Task |
Take every line containing "quickcheck" from the material and copy it.

Information |
== Segment start ==

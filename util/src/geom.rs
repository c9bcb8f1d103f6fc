use glam::{I64Vec2, IVec2};

pub trait VecExt: Sized + Default {
    /// Absolute size of vector in taxicab metric.
    fn taxi_len(&self) -> i32;

    /// Euclidean length of the vector rounded down to a whole number of
    /// cells.
    fn floor_len(&self) -> i32;
}

impl VecExt for IVec2 {
    fn taxi_len(&self) -> i32 {
        self.x.abs() + self.y.abs()
    }

    fn floor_len(&self) -> i32 {
        (self.x as f64).hypot(self.y as f64).floor() as i32
    }
}

impl VecExt for I64Vec2 {
    fn taxi_len(&self) -> i32 {
        self.x
            .abs()
            .saturating_add(self.y.abs())
            .min(i32::MAX as i64) as i32
    }

    /// Saturates at `i32::MAX`.
    fn floor_len(&self) -> i32 {
        (self.x as f64).hypot(self.y as f64).floor() as i32
    }
}

/// Integer division that rounds to the nearest integer, with halfway cases
/// rounded away from zero.
///
/// ```
/// assert_eq!(util::div_round(1, 2), 1);
/// assert_eq!(util::div_round(-1, 2), -1);
/// assert_eq!(util::div_round(1, 3), 0);
/// assert_eq!(util::div_round(5, 3), 2);
/// ```
pub fn div_round(num: i64, den: i64) -> i64 {
    mul_div_round(num, 1, den)
}

/// Compute `a * b / den` rounded like `div_round`, without overflowing in
/// the intermediate product.
///
/// The result saturates if it doesn't fit in `i64`.
pub fn mul_div_round(a: i64, b: i64, den: i64) -> i64 {
    assert!(den != 0, "mul_div_round: zero denominator");
    let (n, d) = if den < 0 {
        (-(a as i128 * b as i128), -(den as i128))
    } else {
        (a as i128 * b as i128, den as i128)
    };

    let (q, r) = (n / d, n % d);
    let q = if 2 * r.abs() >= d { q + n.signum() } else { q };
    q.clamp(i64::MIN as i128, i64::MAX as i128) as i64
}

#[cfg(test)]
mod test {
    use glam::ivec2;
    use quickcheck_macros::quickcheck;

    use super::*;

    #[test]
    fn lengths() {
        assert_eq!(ivec2(3, 4).floor_len(), 5);
        assert_eq!(ivec2(1, 1).floor_len(), 1);
        assert_eq!(ivec2(-2, 2).floor_len(), 2);
        assert_eq!(ivec2(0, 0).floor_len(), 0);
        assert_eq!(ivec2(-3, 4).taxi_len(), 7);
    }

    #[quickcheck]
    fn div_round_matches_float(num: i16, den: i16) -> bool {
        if den == 0 {
            return true;
        }
        let expected = (num as f64 / den as f64).round() as i32;
        div_round(num as i64, den as i64) == expected as i64
    }

    #[test]
    fn wide_products() {
        assert_eq!(
            mul_div_round(3_000_000_000, 3_000_000_001, 3_000_000_001),
            3_000_000_000
        );
        assert_eq!(mul_div_round(i64::MAX, -2, 4), i64::MIN / 2);
        assert_eq!(mul_div_round(i64::MAX, i64::MAX, 1), i64::MAX);
        assert_eq!(mul_div_round(1, 1, -2), -1);
    }

    #[test]
    fn wide_lengths() {
        let d = ivec2(i32::MAX, 0).as_i64vec2() - ivec2(i32::MIN, 0).as_i64vec2();
        assert_eq!(d.floor_len(), i32::MAX);
        assert_eq!(d.taxi_len(), i32::MAX);
        assert_eq!(I64Vec2::new(-3, 4).floor_len(), 5);
    }
}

== Segment end ==

Output of the task |
    use quickcheck_macros::quickcheck;
    #[quickcheck]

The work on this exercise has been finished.